(Stored data)
//! The chaos scheduling engine.
//!
//! [`ChaosBot`] is a discrete-event loop over two interleaved sources:
//! periodic experiment spawns and the reversal steps those experiments
//! return. Both share one time-ordered queue; entries with equal timestamps
//! run in insertion order.
//!
//! A run moves through `Idle -> Running -> Draining -> Stopped`. Once the
//! run duration has elapsed no new experiment is spawned, but every pending
//! step still executes so that each applied fault is undone.

use crate::clock::{Clock, Timestamp};
use crate::config::ChaosBotConfiguration;
use crate::context::ChaosContext;
use crate::error::{ChaosError, Result};
use crate::network::Network;
use crate::random::ChaosRng;
use crate::step::StepAction;
use serde::Serialize;
use std::cmp::{Ordering, Reverse};
use std::collections::BinaryHeap;
use std::fmt;
use std::time::Duration;
use tracing::{debug, error, info, info_span, warn};

/// Shortest gap between two spawn events, so virtual time always advances.
const MIN_SPAWN_INTERVAL: Duration = Duration::from_millis(1);

// ============================================================================
// State and history
// ============================================================================

/// Lifecycle of the engine within a run.
#[derive(Debug, Clone, Copy, PartialEq, Eq, Serialize)]
#[serde(rename_all = "snake_case")]
pub enum BotState {
    /// No run has been started yet.
    Idle,
    /// Spawning experiments and executing steps.
    Running,
    /// Run duration elapsed; only pending steps execute.
    Draining,
    /// Queue empty, or the run was aborted by a failed step.
    Stopped,
}

impl fmt::Display for BotState {
    fn fmt(&self, f: &mut fmt::Formatter<'_>) -> fmt::Result {
        let s = match self {
            BotState::Idle => "idle",
            BotState::Running => "running",
            BotState::Draining => "draining",
            BotState::Stopped => "stopped",
        };
        f.write_str(s)
    }
}

/// Something that happened during a run.
#[derive(Debug, Clone, PartialEq, Serialize)]
#[serde(tag = "event", rename_all = "snake_case")]
pub enum ChaosEvent {
    ExperimentSpawned {
        at: Timestamp,
        experiment: &'static str,
        steps: usize,
    },
    NoEligibleTarget {
        at: Timestamp,
        experiment: &'static str,
    },
    SpawnFailed {
        at: Timestamp,
        experiment: &'static str,
        reason: String,
    },
    StepExecuted {
        at: Timestamp,
        action: StepAction,
    },
    RunFinished {
        at: Timestamp,
        stats: RunStats,
    },
}

/// Counters for the most recent run.
#[derive(Debug, Clone, Copy, Default, PartialEq, Eq, Serialize)]
pub struct RunStats {
    /// Experiments that applied a fault.
    pub experiments_spawned: u64,
    /// Spawn cycles where the chosen experiment found no target.
    pub no_eligible_target: u64,
    /// Spawn cycles where the network rejected the fault.
    pub spawn_failures: u64,
    /// Reversal or continuation steps executed.
    pub steps_executed: u64,
}

// ============================================================================
// Event queue
// ============================================================================

#[derive(Debug, Clone, Copy, PartialEq, Eq)]
enum Event {
    Spawn,
    Step(StepAction),
    RunDeadline,
}

#[derive(Debug)]
struct Scheduled {
    at: Timestamp,
    seq: u64,
    event: Event,
}

impl PartialEq for Scheduled {
    fn eq(&self, other: &Self) -> bool {
        self.at == other.at && self.seq == other.seq
    }
}

impl Eq for Scheduled {}

impl PartialOrd for Scheduled {
    fn partial_cmp(&self, other: &Self) -> Option<Ordering> {
        Some(self.cmp(other))
    }
}

impl Ord for Scheduled {
    fn cmp(&self, other: &Self) -> Ordering {
        self.at.cmp(&other.at).then(self.seq.cmp(&other.seq))
    }
}

/// Min-queue ordered by timestamp, then insertion order.
#[derive(Debug, Default)]
struct EventQueue {
    heap: BinaryHeap<Reverse<Scheduled>>,
    next_seq: u64,
}

impl EventQueue {
    fn push(&mut self, at: Timestamp, event: Event) {
        let seq = self.next_seq;
        self.next_seq += 1;
        self.heap.push(Reverse(Scheduled { at, seq, event }));
    }

    fn pop(&mut self) -> Option<Scheduled> {
        self.heap.pop().map(|Reverse(s)| s)
    }

    fn pending_steps(&self) -> usize {
        self.heap
            .iter()
            .filter(|Reverse(s)| matches!(s.event, Event::Step(_)))
            .count()
    }
}

// ============================================================================
// Chaos bot
// ============================================================================

/// Schedules randomly chosen experiments against a network for a bounded
/// amount of time.
pub struct ChaosBot<N: Network, C: Clock> {
    network: N,
    clock: C,
    config: ChaosBotConfiguration,
    state: BotState,
    stats: RunStats,
    history: Vec<ChaosEvent>,
}

impl<N: Network, C: Clock> ChaosBot<N, C> {
    pub fn new(network: N, clock: C, config: ChaosBotConfiguration) -> Self {
        Self {
            network,
            clock,
            config,
            state: BotState::Idle,
            stats: RunStats::default(),
            history: Vec::new(),
        }
    }

    /// Run chaos for `duration`, then drain every pending step.
    ///
    /// Returns once all applied faults have been reversed. A step that fails
    /// aborts the run with [`ChaosError::StepFailed`]; the steps still pending
    /// at that point are dropped.
    pub fn run_chaos(&mut self, duration: Duration) -> Result<()> {
        let mut rng = ChaosRng::from_seed(self.config.seed());
        let span = info_span!("chaos_run", seed = rng.seed());
        let _guard = span.enter();

        let mut ctx = ChaosContext::new();
        let mut queue = EventQueue::default();
        let start = self.clock.now();
        let end = start + duration;

        self.stats = RunStats::default();
        self.history.clear();
        self.state = BotState::Running;
        info!(
            seed = rng.seed(),
            ?duration,
            experiments = self.config.experiments().len(),
            "Chaos run started"
        );

        queue.push(end, Event::RunDeadline);
        if self.config.experiments().is_empty() {
            info!("No experiments configured, nothing will be spawned");
        } else {
            let first = start + self.next_interval(&mut rng);
            if first < end {
                queue.push(first, Event::Spawn);
            }
        }

        while let Some(item) = queue.pop() {
            self.clock.advance_to(item.at);
            let now = item.at;

            match item.event {
                Event::RunDeadline => {
                    self.state = BotState::Draining;
                    info!(pending = queue.pending_steps(), "Run duration elapsed, draining");
                }
                Event::Spawn => {
                    let next = now + self.next_interval(&mut rng);
                    if next > end {
                        debug!(%now, "Next spawn window exceeds the run, spawning stopped");
                        continue;
                    }
                    self.spawn(now, &mut ctx, &mut rng, &mut queue);
                    if next < end {
                        queue.push(next, Event::Spawn);
                    }
                }
                Event::Step(action) => {
                    if let Err(e) = action.execute(&mut self.network, &mut ctx) {
                        self.state = BotState::Stopped;
                        error!(
                            %action,
                            at = %now,
                            error = %e,
                            abandoned = queue.pending_steps(),
                            "Failed to execute step, aborting run"
                        );
                        return Err(ChaosError::StepFailed {
                            action: action.to_string(),
                            at: now,
                            source: Box::new(e),
                        });
                    }
                    self.stats.steps_executed += 1;
                    self.history.push(ChaosEvent::StepExecuted { at: now, action });
                    debug!(%action, at = %now, "Step executed");
                }
            }
        }

        self.state = BotState::Stopped;
        let at = self.clock.now();
        self.history.push(ChaosEvent::RunFinished {
            at,
            stats: self.stats,
        });
        info!(
            spawned = self.stats.experiments_spawned,
            no_op = self.stats.no_eligible_target,
            failed = self.stats.spawn_failures,
            steps = self.stats.steps_executed,
            "Chaos run finished"
        );
        Ok(())
    }

    fn next_interval(&self, rng: &mut ChaosRng) -> Duration {
        rng.next_duration(self.config.min_interval(), self.config.max_interval())
            .max(MIN_SPAWN_INTERVAL)
    }

    fn spawn(
        &mut self,
        now: Timestamp,
        ctx: &mut ChaosContext,
        rng: &mut ChaosRng,
        queue: &mut EventQueue,
    ) {
        let experiments = self.config.experiments();
        let experiment = &experiments[rng.next_int(experiments.len())];
        let name = experiment.name();

        match experiment.start(&mut self.network, ctx, now, rng) {
            Ok(steps) if steps.is_empty() => {
                info!(experiment = name, at = %now, "No eligible target");
                self.stats.no_eligible_target += 1;
                self.history.push(ChaosEvent::NoEligibleTarget {
                    at: now,
                    experiment: name,
                });
            }
            Ok(steps) => {
                debug!(experiment = name, at = %now, steps = steps.len(), "Experiment spawned");
                self.stats.experiments_spawned += 1;
                self.history.push(ChaosEvent::ExperimentSpawned {
                    at: now,
                    experiment: name,
                    steps: steps.len(),
                });
                for step in steps {
                    queue.push(step.timestamp.max(now), Event::Step(step.action));
                }
            }
            Err(e) => {
                warn!(experiment = name, at = %now, error = %e, "Experiment failed to start, skipping cycle");
                self.stats.spawn_failures += 1;
                self.history.push(ChaosEvent::SpawnFailed {
                    at: now,
                    experiment: name,
                    reason: e.to_string(),
                });
            }
        }
    }

    pub fn state(&self) -> BotState {
        self.state
    }

    /// Counters of the most recent run.
    pub fn stats(&self) -> RunStats {
        self.stats
    }

    /// Events of the most recent run, in execution order.
    pub fn history(&self) -> &[ChaosEvent] {
        &self.history
    }

    pub fn config(&self) -> &ChaosBotConfiguration {
        &self.config
    }

    pub fn network(&self) -> &N {
        &self.network
    }

    pub fn network_mut(&mut self) -> &mut N {
        &mut self.network
    }

    pub fn clock(&self) -> &C {
        &self.clock
    }

    pub fn into_network(self) -> N {
        self.network
    }
}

- _ASSIGNMENT_: Transcribe the records above exactly, from the opening line down to and including the line with "const MIN_SPAWN_INTERVAL: Duration".

- _FINISHED TASK_:
//! The chaos scheduling engine.
//!
//! [`ChaosBot`] is a discrete-event loop over two interleaved sources:
//! periodic experiment spawns and the reversal steps those experiments
//! return. Both share one time-ordered queue; entries with equal timestamps
//! run in insertion order.
//!
//! A run moves through `Idle -> Running -> Draining -> Stopped`. Once the
//! run duration has elapsed no new experiment is spawned, but every pending
//! step still executes so that each applied fault is undone.

use crate::clock::{Clock, Timestamp};
use crate::config::ChaosBotConfiguration;
use crate::context::ChaosContext;
use crate::error::{ChaosError, Result};
use crate::network::Network;
use crate::random::ChaosRng;
use crate::step::StepAction;
use serde::Serialize;
use std::cmp::{Ordering, Reverse};
use std::collections::BinaryHeap;
use std::fmt;
use std::time::Duration;
use tracing::{debug, error, info, info_span, warn};

/// Shortest gap between two spawn events, so virtual time always advances.
const MIN_SPAWN_INTERVAL: Duration = Duration::from_millis(1);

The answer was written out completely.